→ Exercise details:
Search the records for "SourceSpan" and copy each line that holds it.

[[ Materials provided open ]]

// SPDX-FileCopyrightText: 2026 Parley Contributors
// SPDX-License-Identifier: MIT OR Apache-2.0

//! Figment-to-miette error bridge with "did you mean" suggestions.

#![allow(unused_assignments)] // miette's Diagnostic derive generates code triggering this lint

use miette::{Diagnostic, NamedSource, SourceSpan};
use thiserror::Error;

/// Minimum Jaro-Winkler similarity for a key to count as a likely typo.
const SUGGESTION_THRESHOLD: f64 = 0.75;

/// A configuration error with rich diagnostic information.
#[derive(Debug, Error, Diagnostic)]
pub enum ConfigError {
    #[error("unknown configuration key `{key}`")]
    #[diagnostic(
        code(parley::config::unknown_key),
        help("{}", unknown_key_help(suggestion.as_deref(), valid_keys))
    )]
    UnknownKey {
        key: String,
        suggestion: Option<String>,
        /// Comma-separated keys accepted in the same section.
        valid_keys: String,
        #[label("this key is not recognized")]
        span: Option<SourceSpan>,
        #[source_code]
        src: Option<NamedSource<String>>,
    },

    #[error("invalid type for key `{key}`: {detail}")]
    #[diagnostic(code(parley::config::invalid_type), help("expected {expected}"))]
    InvalidType {
        key: String,
        detail: String,
        expected: String,
    },

    #[error("missing required key `{key}`")]
    #[diagnostic(
        code(parley::config::missing_key),
        help("add `{key} = <value>` to your parley.toml")
    )]
    MissingKey { key: String },

    /// A semantic check failed after deserialization.
    #[error("validation error: {message}")]
    #[diagnostic(code(parley::config::validation))]
    Validation { message: String },

    #[error("configuration error: {0}")]
    #[diagnostic(code(parley::config::other))]
    Other(String),
}

impl ConfigError {
    pub(crate) fn validation(message: impl Into<String>) -> Self {
        ConfigError::Validation {
            message: message.into(),
        }
    }
}

fn unknown_key_help(suggestion: Option<&str>, valid_keys: &str) -> String {
    match suggestion {
        Some(s) => format!("did you mean `{s}`? Valid keys: {valid_keys}"),
        None => format!("valid keys: {valid_keys}"),
    }
}

/// Converts every error inside a `figment::Error` into a [`ConfigError`].
///
/// `toml_sources` pairs file paths with their contents so unknown keys can be
/// pointed at in the offending file.
pub fn figment_to_config_errors(
    err: figment::Error,
    toml_sources: &[(String, String)],
) -> Vec<ConfigError> {
    use figment::error::Kind;

    err.into_iter()
        .map(|error| match &error.kind {
            Kind::UnknownField(field, expected) => {
                let (span, src) = locate_key(&error, field, toml_sources);
                ConfigError::UnknownKey {
                    key: field.clone(),
                    suggestion: suggest_key(field, expected),
                    valid_keys: expected.join(", "),
                    span,
                    src,
                }
            }
            Kind::MissingField(field) => ConfigError::MissingKey {
                key: field.to_string(),
            },
            Kind::InvalidType(actual, expected) => ConfigError::InvalidType {
                key: error.path.join("."),
                detail: format!("found {actual}, expected {expected}"),
                expected: expected.clone(),
            },
            _ => ConfigError::Other(error.to_string()),
        })
        .collect()
}

fn locate_key(
    error: &figment::error::Error,
    field: &str,
    toml_sources: &[(String, String)],
) -> (Option<SourceSpan>, Option<NamedSource<String>>) {
    let Some(figment::Source::File(path)) = error.metadata.as_ref().and_then(|m| m.source.as_ref())
    else {
        return (None, None);
    };
    let path = path.display().to_string();
    let Some((name, content)) = toml_sources.iter().find(|(p, _)| *p == path) else {
        return (None, None);
    };
    match find_key_offset(content, &error.path, field) {
        Some(offset) => (
            Some(SourceSpan::new(offset.into(), field.len())),
            Some(NamedSource::new(name, content.clone())),
        ),
        None => (None, None),
    }
}

/// Byte offset of `field` declared under the `[section]` named by `path[0]`,
/// or at the top level when `path` is empty.
pub fn find_key_offset(content: &str, path: &[String], field: &str) -> Option<usize> {
    let start = match path.first() {
        Some(section) => {
            let header = format!("[{section}]");
            content.find(&header)? + header.len()
        }
        None => 0,
    };

    let mut offset = start;
    for line in content[start..].split_inclusive('\n') {
        let trimmed = line.trim_start();
        if trimmed.starts_with('[') && offset > start {
            // Next section header.
            return None;
        }
        if let Some(rest) = trimmed.strip_prefix(field)
            && rest.trim_start().starts_with('=')
        {
            return Some(offset + (line.len() - trimmed.len()));
        }
        offset += line.len();
    }
    None
}

/// Best match for `unknown` among `valid_keys`, if any is close enough.
pub fn suggest_key(unknown: &str, valid_keys: &[&str]) -> Option<String> {
    valid_keys
        .iter()
        .map(|key| (strsim::jaro_winkler(unknown, key), *key))
        .filter(|(score, _)| *score > SUGGESTION_THRESHOLD)
        .max_by(|a, b| a.0.total_cmp(&b.0))
        .map(|(_, key)| key.to_string())
}

/// Renders diagnostics to stderr using miette's graphical handler.
pub fn render_errors(errors: &[ConfigError]) {
    let handler = miette::GraphicalReportHandler::new();
    for error in errors {
        let mut buf = String::new();
        if handler.render_report(&mut buf, error as &dyn Diagnostic).is_ok() {
            eprint!("{buf}");
        } else {
            eprintln!("Error: {error}");
        }
    }
}
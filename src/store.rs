//! Persistence boundary for booking state changes.
//!
//! Matchers work on an in-memory snapshot; the store receives the
//! resulting state changes as bulk updates and makes them durable in a
//! single commit. Updates staged before `commit` are not observable as
//! final, so a crashed run leaves the previous states intact.

use std::collections::{BTreeMap, BTreeSet};

use crate::models::BookingState;

/// Sink for the state changes of a completed run.
pub trait BookingStore {
    /// Stages a state change for every id in `ids`. An empty set is a
    /// no-op.
    fn update_states(&mut self, ids: &BTreeSet<String>, state: BookingState);

    /// Makes all staged changes durable atomically.
    fn commit(&mut self);
}

/// In-memory store, used in tests and for dry runs.
#[derive(Debug, Clone, Default)]
pub struct MemoryStore {
    pending: BTreeMap<String, BookingState>,
    committed: BTreeMap<String, BookingState>,
}

impl MemoryStore {
    pub fn new() -> Self {
        Self::default()
    }

    /// Last committed state of a booking, if any run touched it.
    pub fn state_of(&self, booking_id: &str) -> Option<BookingState> {
        self.committed.get(booking_id).copied()
    }

    /// Number of staged, not yet committed changes.
    pub fn pending_count(&self) -> usize {
        self.pending.len()
    }
}

impl BookingStore for MemoryStore {
    fn update_states(&mut self, ids: &BTreeSet<String>, state: BookingState) {
        if ids.is_empty() {
            return;
        }
        log::debug!("staging {} bookings as {state:?}", ids.len());
        for id in ids {
            self.pending.insert(id.clone(), state);
        }
    }

    fn commit(&mut self) {
        self.committed.append(&mut self.pending);
    }
}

[[ Materials provided closed ]]

→ Exercise solution:
use miette::{Diagnostic, NamedSource, SourceSpan};
        span: Option<SourceSpan>,
) -> (Option<SourceSpan>, Option<NamedSource<String>>) {
            Some(SourceSpan::new(offset.into(), field.len())),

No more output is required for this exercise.